*Data records*:
=== Section Start ===

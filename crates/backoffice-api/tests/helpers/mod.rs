//! Test helpers: build AppState and router for integration tests.
//!
//! Run from workspace root: `cargo test -p backoffice-api`. No external services
//! are needed: storage is an in-memory presigner and the Graph API is a mockito server.

#![allow(dead_code)]

pub mod auth;
pub mod storage;

use axum_test::TestServer;
use backoffice_api::auth::SessionVerifier;
use backoffice_api::constants;
use backoffice_api::setup::routes;
use backoffice_api::state::AppState;
use backoffice_core::Config;
use backoffice_social::GraphApiClient;
use backoffice_storage::UploadAuthorizer;
use mockito::ServerGuard;
use std::collections::HashMap;
use std::sync::Arc;

pub use auth::TEST_AUTH_SECRET;
pub use storage::RecordingPresigner;

/// Instagram business account used by the test configuration
pub const TEST_INSTAGRAM_ACCOUNT: &str = "17841400000000000";
pub const TEST_INSTAGRAM_TOKEN: &str = "test-instagram-token";

/// API path prefix for tests (e.g. `/api/v0`).
pub fn api_path(path: &str) -> String {
    format!("{}{}", constants::API_PREFIX, path)
}

/// Test application: server plus the doubles behind it.
pub struct TestApp {
    pub server: TestServer,
    pub presigner: Arc<RecordingPresigner>,
    pub graph_api: ServerGuard,
}

impl TestApp {
    pub fn client(&self) -> &TestServer {
        &self.server
    }
}

pub fn create_test_config(graph_api_base: &str) -> Config {
    let vars = HashMap::from([
        ("AUTH_SECRET", TEST_AUTH_SECRET.to_string()),
        ("AWS_BUCKET_NAME", "association-uploads".to_string()),
        ("AWS_REGION", "eu-west-3".to_string()),
        ("AWS_ACCESS_KEY", "AKIDEXAMPLE".to_string()),
        ("AWS_SECRET_ACCESS_KEY", "test-secret".to_string()),
        ("INSTAGRAM_ACCESS_TOKEN", TEST_INSTAGRAM_TOKEN.to_string()),
        ("INSTAGRAM_USER_ID", TEST_INSTAGRAM_ACCOUNT.to_string()),
        ("INSTAGRAM_API_BASE", graph_api_base.to_string()),
        ("INSTAGRAM_TIMEOUT_SECS", "5".to_string()),
    ]);
    Config::from_lookup(|key| vars.get(key).cloned()).expect("valid test configuration")
}

/// Setup test app with a recording presigner and a mock Graph API.
pub async fn setup_test_app() -> TestApp {
    let graph_api = mockito::Server::new_async().await;
    let config = create_test_config(&graph_api.url());

    let presigner = Arc::new(RecordingPresigner::default());
    let instagram =
        GraphApiClient::new(&config.instagram).expect("Failed to create Graph API client");

    let state = Arc::new(AppState {
        config: config.clone(),
        uploads: UploadAuthorizer::new(presigner.clone()),
        instagram,
        sessions: SessionVerifier::new(&config.base.auth_secret),
    });

    let router = routes::setup_routes(&config, state).expect("Failed to build router");
    let server = TestServer::new(router).expect("Failed to start test server");

    TestApp {
        server,
        presigner,
        graph_api,
    }
}
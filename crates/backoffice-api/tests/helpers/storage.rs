use async_trait::async_trait;
use backoffice_storage::{PresignedPut, PresignedPutRequest, StorageResult, UploadPresigner};
use std::sync::Mutex;

/// Presigner double that records every signing request
#[derive(Default)]
pub struct RecordingPresigner {
    calls: Mutex<Vec<PresignedPutRequest>>,
}

impl RecordingPresigner {
    pub fn calls(&self) -> Vec<PresignedPutRequest> {
        self.calls.lock().expect("presigner lock").clone()
    }
}

#[async_trait]
impl UploadPresigner for RecordingPresigner {
    async fn presign_put(&self, request: &PresignedPutRequest) -> StorageResult<PresignedPut> {
        self.calls
            .lock()
            .expect("presigner lock")
            .push(request.clone());
        Ok(PresignedPut {
            url: format!(
                "https://association-uploads.s3.eu-west-3.amazonaws.com/{}?X-Amz-Algorithm=AWS4-HMAC-SHA256&X-Amz-Expires={}&X-Amz-SignedHeaders=content-length%3Bcontent-type%3Bhost%3Bx-amz-checksum-sha256&X-Amz-Signature=deadbeef",
                request.key,
                request.expires_in.as_secs()
            ),
            headers: vec![
                ("content-type".to_string(), request.content_type.clone()),
                (
                    "content-length".to_string(),
                    request.content_length.to_string(),
                ),
                (
                    "x-amz-checksum-sha256".to_string(),
                    request.checksum_sha256.clone(),
                ),
            ],
        })
    }

    fn bucket(&self) -> &str {
        "association-uploads"
    }
}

=== Section End ===

*What you have to do*:
Write out each entry again, leaving every word as it is.

*Problem solution*:
filename crates/backoffice-api/tests/helpers/mod.rs
//! Test helpers: build AppState and router for integration tests.
//!
//! Run from workspace root: `cargo test -p backoffice-api`. No external services
//! are needed: storage is an in-memory presigner and the Graph API is a mockito server.

#![allow(dead_code)]

pub mod auth;
pub mod storage;

use axum_test::TestServer;
use backoffice_api::auth::SessionVerifier;
use backoffice_api::constants;
use backoffice_api::setup::routes;
use backoffice_api::state::AppState;
use backoffice_core::Config;
use backoffice_social::GraphApiClient;
use backoffice_storage::UploadAuthorizer;
use mockito::ServerGuard;
use std::collections::HashMap;
use std::sync::Arc;

pub use auth::TEST_AUTH_SECRET;
pub use storage::RecordingPresigner;

/// Instagram business account used by the test configuration
pub const TEST_INSTAGRAM_ACCOUNT: &str = "17841400000000000";
pub const TEST_INSTAGRAM_TOKEN: &str = "test-instagram-token";

/// API path prefix for tests (e.g. `/api/v0`).
pub fn api_path(path: &str) -> String {
    format!("{}{}", constants::API_PREFIX, path)
}

/// Test application: server plus the doubles behind it.
pub struct TestApp {
    pub server: TestServer,
    pub presigner: Arc<RecordingPresigner>,
    pub graph_api: ServerGuard,
}

impl TestApp {
    pub fn client(&self) -> &TestServer {
        &self.server
    }
}

pub fn create_test_config(graph_api_base: &str) -> Config {
    let vars = HashMap::from([
        ("AUTH_SECRET", TEST_AUTH_SECRET.to_string()),
        ("AWS_BUCKET_NAME", "association-uploads".to_string()),
        ("AWS_REGION", "eu-west-3".to_string()),
        ("AWS_ACCESS_KEY", "AKIDEXAMPLE".to_string()),
        ("AWS_SECRET_ACCESS_KEY", "test-secret".to_string()),
        ("INSTAGRAM_ACCESS_TOKEN", TEST_INSTAGRAM_TOKEN.to_string()),
        ("INSTAGRAM_USER_ID", TEST_INSTAGRAM_ACCOUNT.to_string()),
        ("INSTAGRAM_API_BASE", graph_api_base.to_string()),
        ("INSTAGRAM_TIMEOUT_SECS", "5".to_string()),
    ]);
    Config::from_lookup(|key| vars.get(key).cloned()).expect("valid test configuration")
}

/// Setup test app with a recording presigner and a mock Graph API.
pub async fn setup_test_app() -> TestApp {
    let graph_api = mockito::Server::new_async().await;
    let config = create_test_config(&graph_api.url());

    let presigner = Arc::new(RecordingPresigner::default());
    let instagram =
        GraphApiClient::new(&config.instagram).expect("Failed to create Graph API client");

    let state = Arc::new(AppState {
        config: config.clone(),
        uploads: UploadAuthorizer::new(presigner.clone()),
        instagram,
        sessions: SessionVerifier::new(&config.base.auth_secret),
    });

    let router = routes::setup_routes(&config, state).expect("Failed to build router");
    let server = TestServer::new(router).expect("Failed to start test server");

    TestApp {
        server,
        presigner,
        graph_api,
    }
}
filename crates/backoffice-api/tests/helpers/storage.rs
use async_trait::async_trait;
use backoffice_storage::{PresignedPut, PresignedPutRequest, StorageResult, UploadPresigner};
use std::sync::Mutex;

/// Presigner double that records every signing request
#[derive(Default)]
pub struct RecordingPresigner {
    calls: Mutex<Vec<PresignedPutRequest>>,
}

impl RecordingPresigner {
    pub fn calls(&self) -> Vec<PresignedPutRequest> {
        self.calls.lock().expect("presigner lock").clone()
    }
}

#[async_trait]
impl UploadPresigner for RecordingPresigner {
    async fn presign_put(&self, request: &PresignedPutRequest) -> StorageResult<PresignedPut> {
        self.calls
            .lock()
            .expect("presigner lock")
            .push(request.clone());
        Ok(PresignedPut {
            url: format!(
                "https://association-uploads.s3.eu-west-3.amazonaws.com/{}?X-Amz-Algorithm=AWS4-HMAC-SHA256&X-Amz-Expires={}&X-Amz-SignedHeaders=content-length%3Bcontent-type%3Bhost%3Bx-amz-checksum-sha256&X-Amz-Signature=deadbeef",
                request.key,
                request.expires_in.as_secs()
            ),
            headers: vec![
                ("content-type".to_string(), request.content_type.clone()),
                (
                    "content-length".to_string(),
                    request.content_length.to_string(),
                ),
                (
                    "x-amz-checksum-sha256".to_string(),
                    request.checksum_sha256.clone(),
                ),
            ],
        })
    }

    fn bucket(&self) -> &str {
        "association-uploads"
    }
}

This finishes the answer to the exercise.